The actual writing of the dissertation and development of the web tool went largely to plan and allowed me to submit the dissertation on time (at just under the 15,000 word limit) in May 2017. I was able to change the working hours of my job to part-time during this period and this helped greatly. Whilst I spent many hours of my spare time in early 2017 on this, and there were many problems to solve and issues to deal with, things fell into place quite neatly and I am proud of the final product which presented some interesting web technologies and GIS concepts in a novel way within an established research framework. Major outcomes and findings of the research were that the FOSS applications, particularly GeoServer and OpenLayers, and the ‘open’ data, particularly the Ordnance Survey OpenData service (which only became available for the first time in 2010), were very well suited to the objectives of the research and allowed a genuinely useful web tool to be built to investigate what the notion of ‘wild land’ means in a thoroughly-grounded academic GIS research context. The final level of success of the completed web tool was not completely apparent to me at the outset of the process of developing ideas for the dissertation, and even during the development of the web tool and the writing of the dissertation. I believe that the general success of the outcomes of the dissertation reflects the current maturity, sophistication and richness of FOSS GIS applications and ‘open’ data and also shows the new opportunities for research that are available, and that this positive outcome would have been unachievable only a few years ago. The ideas and themes behind the research objectives in my dissertation would have made for a much more difficult undertaking if I had been writing the dissertation in say, 2007 instead of 2017.

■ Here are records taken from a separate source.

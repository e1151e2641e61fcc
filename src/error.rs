//! Network layer error types.

use std::io;
use std::net::Ipv4Addr;

#[derive(Debug, thiserror::Error)]
pub enum IpError {
    #[error("datagram too short: need {min} bytes, got {actual}")]
    TooShort { min: usize, actual: usize },

    #[error("malformed datagram: {0}")]
    Malformed(&'static str),

    #[error("header checksum mismatch: expected {expected:#06x}, got {actual:#06x}")]
    BadChecksum { expected: u16, actual: u16 },

    #[error("no route to host: {0}")]
    NoRoute(Ipv4Addr),

    #[error("invalid IPv4 address: {0}")]
    InvalidAddress(String),

    #[error("invalid CIDR block: {0}")]
    InvalidCidr(String),

    #[error("local address has not been configured")]
    AddressNotSet,

    #[error("link layer error: {0}")]
    Link(#[from] io::Error),
}
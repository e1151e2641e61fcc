//! Link layer seam
//!
//! The network layer hands fully formed datagrams and a resolved next hop
//! to a [`LinkLayer`]; framing and address resolution happen below it.
//! Inbound traffic flows the other way: whoever owns the link reads raw
//! datagrams and passes them to `NetworkInterface::receive`.

use std::io;
use std::net::Ipv4Addr;

pub trait LinkLayer {
    /// Transmit `datagram` toward `next_hop`.
    fn send(&mut self, datagram: &[u8], next_hop: Ipv4Addr) -> io::Result<()>;

    /// Whether inbound header checksums may be left unverified.
    fn ignore_checksum(&self) -> bool {
        false
    }
}

impl<L: LinkLayer + ?Sized> LinkLayer for Box<L> {
    fn send(&mut self, datagram: &[u8], next_hop: Ipv4Addr) -> io::Result<()> {
        (**self).send(datagram, next_hop)
    }

    fn ignore_checksum(&self) -> bool {
        (**self).ignore_checksum()
    }
}

/// A datagram handed to the link layer.
#[derive(Debug, Clone, PartialEq, Eq)]
pub struct Transmission {
    pub datagram: Vec<u8>,
    pub next_hop: Ipv4Addr,
}

/// In-memory link that queues every transmission instead of sending it.
#[derive(Debug, Default)]
pub struct LoopbackLink {
    pub ignore_checksum: bool,
    sent: Vec<Transmission>,
}

impl LoopbackLink {
    pub fn new() -> Self {
        Self::default()
    }

    pub fn with_ignore_checksum(ignore_checksum: bool) -> Self {
        LoopbackLink {
            ignore_checksum,
            sent: Vec::new(),
        }
    }

    pub fn sent(&self) -> &[Transmission] {
        &self.sent
    }

    /// Remove and return everything transmitted so far.
    pub fn drain(&mut self) -> Vec<Transmission> {
        std::mem::take(&mut self.sent)
    }
}

impl LinkLayer for LoopbackLink {
    fn send(&mut self, datagram: &[u8], next_hop: Ipv4Addr) -> io::Result<()> {
        self.sent.push(Transmission {
            datagram: datagram.to_vec(),
            next_hop,
        });
        Ok(())
    }

    fn ignore_checksum(&self) -> bool {
        self.ignore_checksum
    }
}
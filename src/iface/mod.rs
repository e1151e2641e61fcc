//! Network interface abstraction layer
//!
//! This module provides the packet processing side of the stack:
//! - Forwarding table and next hop resolution
//! - Host/router dispatch of inbound datagrams
//! - Encapsulation of locally originated segments
//! - The link layer seam and a TUN-backed link

pub mod interface;
pub mod link;
pub mod route;
pub mod tun;

pub use interface::{Disposition, NetworkInterface, ReceiveHandler};
pub use link::{LinkLayer, LoopbackLink, Transmission};
pub use route::{ForwardingEntry, ForwardingTable};
pub use tun::TunLink;
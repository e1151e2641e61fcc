//! TUN device link layer
//!
//! A TUN device is point-to-point: the kernel takes care of getting the
//! datagram to its next hop, so the resolved next hop is only logged.

use std::io;
use std::net::Ipv4Addr;

use tracing::{debug, info, trace, warn};
use tun_tap::{Iface, Mode};

use crate::error::IpError;
use crate::iface::interface::{Disposition, NetworkInterface};
use crate::iface::link::LinkLayer;

/// MTU + some overhead
const RECV_BUF_LEN: usize = 1504;

pub struct TunLink {
    iface: Iface,
    ignore_checksum: bool,
}

impl TunLink {
    /// Create a TUN device without packet information headers.
    pub fn open(name: &str, ignore_checksum: bool) -> io::Result<Self> {
        let iface = Iface::without_packet_info(name, Mode::Tun)?;
        info!(name = iface.name(), "TUN device opened");
        Ok(TunLink {
            iface,
            ignore_checksum,
        })
    }

    pub fn name(&self) -> &str {
        self.iface.name()
    }

    /// Block until a datagram arrives and copy it into `buf`.
    pub fn recv(&self, buf: &mut [u8]) -> io::Result<usize> {
        self.iface.recv(buf)
    }
}

impl LinkLayer for TunLink {
    fn send(&mut self, datagram: &[u8], next_hop: Ipv4Addr) -> io::Result<()> {
        trace!(%next_hop, len = datagram.len(), "writing datagram to TUN");
        self.iface.send(datagram).map(|_| ())
    }

    fn ignore_checksum(&self) -> bool {
        self.ignore_checksum
    }
}

/// Run the receive loop until the device fails.
///
/// Each datagram read from the device is dispatched before the next read.
/// Only a failing read ends the loop; everything else, including a failed
/// write, is confined to the datagram that caused it.
pub fn serve(iface: &mut NetworkInterface<TunLink>) -> io::Result<()> {
    let mut buf = [0u8; RECV_BUF_LEN];
    let mut datagram_count: u64 = 0;

    loop {
        let nbytes = iface.link().recv(&mut buf)?;
        datagram_count += 1;
        handle_datagram(iface, &buf[..nbytes], datagram_count);
    }
}

/// Dispatch one datagram and log the outcome.
pub(crate) fn handle_datagram<L: LinkLayer>(
    iface: &mut NetworkInterface<L>,
    datagram: &[u8],
    datagram_count: u64,
) {
    match iface.receive(datagram) {
        Ok(Disposition::Delivered) => debug!(datagram_count, "delivered"),
        Ok(disposition) => debug!(datagram_count, ?disposition, "processed"),
        Err(IpError::Link(e)) => warn!(datagram_count, error = %e, "link write failed"),
        Err(e) => warn!(datagram_count, error = %e, "datagram dropped"),
    }
}
//! Stack configuration
//!
//! Loaded from TOML:
//!
//! ```toml
//! local_address = "10.0.0.1"
//! ignore_checksum = false
//!
//! [tun]
//! name = "tun0"
//!
//! [[routes]]
//! cidr = "10.0.0.0/24"
//! next_hop = "10.0.0.2"
//! ```

use std::fs;
use std::path::Path;

use serde::Deserialize;

use crate::error::IpError;
use crate::iface::link::LinkLayer;
use crate::iface::NetworkInterface;

#[derive(Debug, Clone, Deserialize)]
pub struct StackConfig {
    pub local_address: String,
    #[serde(default)]
    pub ignore_checksum: bool,
    #[serde(default)]
    pub tun: TunConfig,
    #[serde(default)]
    pub routes: Vec<RouteConfig>,
}

#[derive(Debug, Clone, Deserialize)]
pub struct TunConfig {
    pub name: String,
}

impl Default for TunConfig {
    fn default() -> Self {
        TunConfig {
            name: "tun0".to_string(),
        }
    }
}

#[derive(Debug, Clone, Deserialize)]
pub struct RouteConfig {
    pub cidr: String,
    pub next_hop: String,
}

#[derive(Debug, thiserror::Error)]
pub enum ConfigError {
    #[error("failed to read config: {0}")]
    Io(#[from] std::io::Error),

    #[error("failed to parse config: {0}")]
    Parse(#[from] toml::de::Error),

    #[error("invalid config: {0}")]
    Invalid(#[from] IpError),
}

impl StackConfig {
    pub fn from_file(path: impl AsRef<Path>) -> Result<Self, ConfigError> {
        let contents = fs::read_to_string(path)?;
        Self::from_toml_str(&contents)
    }

    pub fn from_toml_str(contents: &str) -> Result<Self, ConfigError> {
        Ok(toml::from_str(contents)?)
    }

    /// Build an interface over `link` with the local address and
    /// forwarding table applied.
    pub fn build_interface<L: LinkLayer>(
        &self,
        link: L,
    ) -> Result<NetworkInterface<L>, ConfigError> {
        let mut iface = NetworkInterface::new(link);
        iface.set_local_address(&self.local_address)?;

        let pairs: Vec<(&str, &str)> = self
            .routes
            .iter()
            .map(|route| (route.cidr.as_str(), route.next_hop.as_str()))
            .collect();
        iface.install_routes(&pairs)?;
        Ok(iface)
    }
}
//! Static forwarding table with longest-prefix-match lookup
//!
//! Entries are kept sorted by descending prefix length, so a linear scan
//! that stops at the first containing network always finds the most
//! specific route. The table is installed as a whole and never mutated
//! entry by entry.

use std::net::Ipv4Addr;
use std::str::FromStr;

use ipnet::Ipv4Net;
use tracing::trace;

use crate::error::IpError;

/// A single route: destinations inside `network` are sent to `next_hop`.
#[derive(Debug, Clone, Copy, PartialEq, Eq)]
pub struct ForwardingEntry {
    pub network: Ipv4Net,
    pub next_hop: Ipv4Addr,
}

impl ForwardingEntry {
    /// Parse a `x.y.z.w/n` CIDR block and a dotted-decimal next hop.
    pub fn parse(cidr: &str, next_hop: &str) -> Result<Self, IpError> {
        let network =
            Ipv4Net::from_str(cidr).map_err(|_| IpError::InvalidCidr(cidr.to_string()))?;
        let next_hop = Ipv4Addr::from_str(next_hop)
            .map_err(|_| IpError::InvalidAddress(next_hop.to_string()))?;
        Ok(ForwardingEntry { network, next_hop })
    }

    pub fn prefix_len(&self) -> u8 {
        self.network.prefix_len()
    }

    pub fn contains(&self, addr: &Ipv4Addr) -> bool {
        self.network.contains(addr)
    }
}

#[derive(Debug, Clone, Default)]
pub struct ForwardingTable {
    entries: Vec<ForwardingEntry>,
}

impl ForwardingTable {
    pub fn new() -> Self {
        Self::default()
    }

    /// Build a table from `(cidr, next_hop)` string pairs.
    ///
    /// Fails on the first entry that does not parse; nothing is installed
    /// in that case.
    pub fn from_pairs<S: AsRef<str>>(pairs: &[(S, S)]) -> Result<Self, IpError> {
        let entries = pairs
            .iter()
            .map(|(cidr, next_hop)| ForwardingEntry::parse(cidr.as_ref(), next_hop.as_ref()))
            .collect::<Result<Vec<_>, _>>()?;
        Ok(Self::from_entries(entries))
    }

    /// Build a table from parsed entries.
    ///
    /// The sort is stable: among equal prefix lengths the earlier entry wins.
    pub fn from_entries(mut entries: Vec<ForwardingEntry>) -> Self {
        entries.sort_by(|a, b| b.prefix_len().cmp(&a.prefix_len()));
        ForwardingTable { entries }
    }

    /// Resolve the next hop for `dst` by longest-prefix match.
    pub fn resolve(&self, dst: Ipv4Addr) -> Option<Ipv4Addr> {
        let entry = self.entries.iter().find(|entry| entry.contains(&dst))?;
        trace!(%dst, network = %entry.network, next_hop = %entry.next_hop, "route matched");
        Some(entry.next_hop)
    }

    pub fn entries(&self) -> &[ForwardingEntry] {
        &self.entries
    }

    pub fn len(&self) -> usize {
        self.entries.len()
    }

    pub fn is_empty(&self) -> bool {
        self.entries.is_empty()
    }
}
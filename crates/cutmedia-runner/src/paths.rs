//! Per-job file locations.

use std::io::ErrorKind;
use std::path::{Path, PathBuf};

use cutmedia_models::JobId;

use crate::error::RunnerResult;

const UPLOADS_DIR: &str = "uploads";
const OUTPUTS_DIR: &str = "outputs";

/// Maps a job ID to its files under a fixed base directory.
#[derive(Debug, Clone)]
pub struct PathResolver {
    base_dir: PathBuf,
}

/// All files belonging to one job.
#[derive(Debug, Clone, PartialEq, Eq)]
pub struct JobPaths {
    pub input: PathBuf,
    pub calibration: PathBuf,
    pub output: PathBuf,
    pub log: PathBuf,
    pub metadata: PathBuf,
}

impl PathResolver {
    pub fn new(base_dir: impl AsRef<Path>) -> Self {
        Self {
            base_dir: base_dir.as_ref().to_path_buf(),
        }
    }

    pub fn base_dir(&self) -> &Path {
        &self.base_dir
    }

    pub fn uploads_dir(&self) -> PathBuf {
        self.base_dir.join(UPLOADS_DIR)
    }

    pub fn outputs_dir(&self) -> PathBuf {
        self.base_dir.join(OUTPUTS_DIR)
    }

    /// Create the upload and output directories.
    ///
    /// `create_dir_all` succeeds when the directory already exists, so
    /// concurrent callers are fine.
    pub fn ensure_dirs(&self) -> RunnerResult<()> {
        std::fs::create_dir_all(self.uploads_dir())?;
        std::fs::create_dir_all(self.outputs_dir())?;
        Ok(())
    }

    /// Resolve the files of a job, creating the directories first.
    pub fn resolve(&self, id: &JobId) -> RunnerResult<JobPaths> {
        self.ensure_dirs()?;
        Ok(self.paths_for(id))
    }

    /// Resolve without touching the filesystem.
    pub fn paths_for(&self, id: &JobId) -> JobPaths {
        let uploads = self.uploads_dir();
        let outputs = self.outputs_dir();
        JobPaths {
            input: uploads.join(format!("{id}.input")),
            calibration: uploads.join(format!("{id}.yaml")),
            output: outputs.join(format!("{id}.mp4")),
            log: outputs.join(format!("{id}.log")),
            metadata: outputs.join(format!("{id}.json")),
        }
    }
}

impl JobPaths {
    fn all(&self) -> [&Path; 5] {
        [
            &self.input,
            &self.calibration,
            &self.output,
            &self.log,
            &self.metadata,
        ]
    }

    /// Delete every file of the job. Missing files are skipped.
    pub async fn remove_all(&self) -> RunnerResult<()> {
        for path in self.all() {
            match tokio::fs::remove_file(path).await {
                Ok(()) => {}
                Err(e) if e.kind() == ErrorKind::NotFound => {}
                Err(e) => return Err(e.into()),
            }
        }
        Ok(())
    }
}
//! Job registry and external worker supervisor.
//!
//! This crate provides:
//! - Deterministic per-job file locations
//! - The job registry (`JobStore`) and its in-memory implementation
//! - Upload persistence and log tailing
//! - The job launcher, which spawns the worker and drives each job to a
//!   terminal state, with timeout and cancellation

pub mod config;
pub mod error;
pub mod fs_utils;
pub mod launcher;
pub mod logging;
pub mod metrics;
pub mod paths;
pub mod store;

pub use config::RunnerConfig;
pub use error::{RunnerError, RunnerResult};
pub use fs_utils::{persist_upload, tail_log};
pub use launcher::{check_interpreter, JobLauncher, JobSubmission, WorkerOutcome};
pub use paths::{JobPaths, PathResolver};
pub use store::{InMemoryJobStore, JobStore};
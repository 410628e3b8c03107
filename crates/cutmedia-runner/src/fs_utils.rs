//! Filesystem helpers for uploads and worker logs.

use std::io::{ErrorKind, SeekFrom};
use std::path::Path;

use tokio::fs::{self, File};
use tokio::io::{AsyncRead, AsyncReadExt, AsyncSeekExt, AsyncWriteExt, BufWriter};

use crate::error::RunnerResult;

/// Stream `reader` into a new file at `path`.
///
/// The data is flushed and synced before returning, so a worker spawned
/// afterwards never sees a partial file. On failure the partial file is
/// removed.
///
/// Returns the number of bytes written.
pub async fn persist_upload<R>(path: impl AsRef<Path>, reader: &mut R) -> RunnerResult<u64>
where
    R: AsyncRead + Unpin + ?Sized,
{
    let path = path.as_ref();

    match write_stream(path, reader).await {
        Ok(written) => Ok(written),
        Err(e) => {
            if let Err(rm) = fs::remove_file(path).await {
                if rm.kind() != ErrorKind::NotFound {
                    tracing::warn!("Failed to remove partial upload {}: {}", path.display(), rm);
                }
            }
            Err(e)
        }
    }
}

async fn write_stream<R>(path: &Path, reader: &mut R) -> RunnerResult<u64>
where
    R: AsyncRead + Unpin + ?Sized,
{
    let file = File::create(path).await?;
    let mut writer = BufWriter::with_capacity(1024 * 1024, file);

    let written = tokio::io::copy(reader, &mut writer).await?;
    writer.flush().await?;
    writer.into_inner().sync_all().await?;

    Ok(written)
}

/// Read the last `tail` bytes of a log file as text.
///
/// Returns `None` when the file does not exist yet. A tail larger than the
/// file returns the whole file. Invalid UTF-8 (including a character cut in
/// half by the tail boundary) is replaced, not rejected.
pub async fn tail_log(path: impl AsRef<Path>, tail: u64) -> RunnerResult<Option<String>> {
    let mut file = match File::open(path.as_ref()).await {
        Ok(f) => f,
        Err(e) if e.kind() == ErrorKind::NotFound => return Ok(None),
        Err(e) => return Err(e.into()),
    };

    // The worker may still be appending; only read up to the size seen here.
    let len = file.metadata().await?.len();
    let start = len.saturating_sub(tail);
    file.seek(SeekFrom::Start(start)).await?;

    let mut buf = Vec::with_capacity((len - start) as usize);
    file.take(len - start).read_to_end(&mut buf).await?;

    Ok(Some(String::from_utf8_lossy(&buf).into_owned()))
}
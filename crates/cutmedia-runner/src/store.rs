//! Job registry.

use std::collections::hash_map::Entry;
use std::collections::HashMap;
use std::sync::{RwLock, RwLockReadGuard, RwLockWriteGuard};

use cutmedia_models::{Job, JobId, TransitionError};

/// Storage for live job state.
///
/// One mutable slot per job ID. The launcher is the only writer of terminal
/// state; HTTP handlers read snapshots.
pub trait JobStore: Send + Sync {
    /// Insert or overwrite a job.
    fn put(&self, job: Job);

    /// Insert a job only if its ID is not taken yet. Returns `false` and
    /// leaves the existing entry alone otherwise.
    fn insert_if_absent(&self, job: Job) -> bool;

    /// Snapshot of a job. `None` means the ID is unknown.
    fn get(&self, id: &JobId) -> Option<Job>;

    /// Apply a state change under the store's lock and return the new
    /// snapshot. `None` if the ID is unknown.
    fn update(
        &self,
        id: &JobId,
        f: &mut dyn FnMut(&mut Job) -> Result<(), TransitionError>,
    ) -> Option<Result<Job, TransitionError>>;

    /// All jobs, newest first.
    fn list(&self) -> Vec<Job>;

    /// Remove a job.
    fn remove(&self, id: &JobId) -> Option<Job>;
}

/// Process-local job store.
#[derive(Debug, Default)]
pub struct InMemoryJobStore {
    jobs: RwLock<HashMap<JobId, Job>>,
}

impl InMemoryJobStore {
    pub fn new() -> Self {
        Self::default()
    }

    pub fn len(&self) -> usize {
        self.read().len()
    }

    pub fn is_empty(&self) -> bool {
        self.read().is_empty()
    }

    // A panic while holding the lock cannot leave a half-written job: every
    // write replaces or mutates a single entry in place.
    fn read(&self) -> RwLockReadGuard<'_, HashMap<JobId, Job>> {
        self.jobs.read().unwrap_or_else(|e| e.into_inner())
    }

    fn write(&self) -> RwLockWriteGuard<'_, HashMap<JobId, Job>> {
        self.jobs.write().unwrap_or_else(|e| e.into_inner())
    }
}

impl JobStore for InMemoryJobStore {
    fn put(&self, job: Job) {
        self.write().insert(job.id.clone(), job);
    }

    fn insert_if_absent(&self, job: Job) -> bool {
        match self.write().entry(job.id.clone()) {
            Entry::Occupied(_) => false,
            Entry::Vacant(slot) => {
                slot.insert(job);
                true
            }
        }
    }

    fn get(&self, id: &JobId) -> Option<Job> {
        self.read().get(id).cloned()
    }

    fn update(
        &self,
        id: &JobId,
        f: &mut dyn FnMut(&mut Job) -> Result<(), TransitionError>,
    ) -> Option<Result<Job, TransitionError>> {
        let mut jobs = self.write();
        let job = jobs.get_mut(id)?;

        // Apply to a copy so a rejected transition leaves the slot untouched.
        let mut next = job.clone();
        Some(f(&mut next).map(|()| {
            *job = next;
            job.clone()
        }))
    }

    fn list(&self) -> Vec<Job> {
        let mut jobs: Vec<Job> = self.read().values().cloned().collect();
        jobs.sort_by(|a, b| b.created_at.cmp(&a.created_at));
        jobs
    }

    fn remove(&self, id: &JobId) -> Option<Job> {
        self.write().remove(id)
    }
}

The dissertation received a very high mark, and combined with the marks I had obtained in the taught component of the course, I was awarded the MSc degree with distinction by the University of Salford in June 2017. This dissertation won an award for best UNIGIS UK dissertation of 2017 and has also been nominated for an award in the international UNIGIS academic excellence prize competition.

The completed dissertation is available at (PDF format):

http://www.edwardboyle.com/MSc_Dissertation.pdf

The dissertation is also available on the Figshare service at this DOI URL:

https://doi.org/10.6084/m9.figshare.5354011.v1

The final version of the web tool can be seen at:

http://www.edwardboyle.com/MSc/tool1.html

Posted by & filed under IT & the Internet, Mountains & hills, Personal, Science, Software engineering, August 21 2017.

I haven’t written anything in my blog for the last three years, and that is partly due to the fact that during that time I have been directing a lot of my energies to a postgraduate course, a Master of Science (MSc) degree in Geographic Information Science or Systems (GIS). I have now finished the course, which went very well.

The course was delivered by UNIGIS UK (a collaboration between Manchester Metropolitan University and the University of Salford), and one of the things that attracted me to the course is the remote learning nature of the course and the fact that the entire course of study is carried out part-time over a three year period (instead of the more usual one year for a full-time MSc course). This allowed me to continue working full-time and earning money whilst studying in my spare time for the course. Another attractive thing about the course is that a qualification can be awarded at the end of each successfully completed year of study, a Postgraduate Certificate after the first year, a Postgraduate Diploma after the second year, and the full Master of Science degree at the end of the third year. This is unlike traditional one year full-time Masters courses, where a lot of good work can achieve no credit if a student doesn’t complete the entire course (this happened to me on an earlier attempt at a GIS MSc). UNIGIS UK offers its MSc programme in three different ‘pathways’ and I chose to study the Geographical Information Technologies pathway.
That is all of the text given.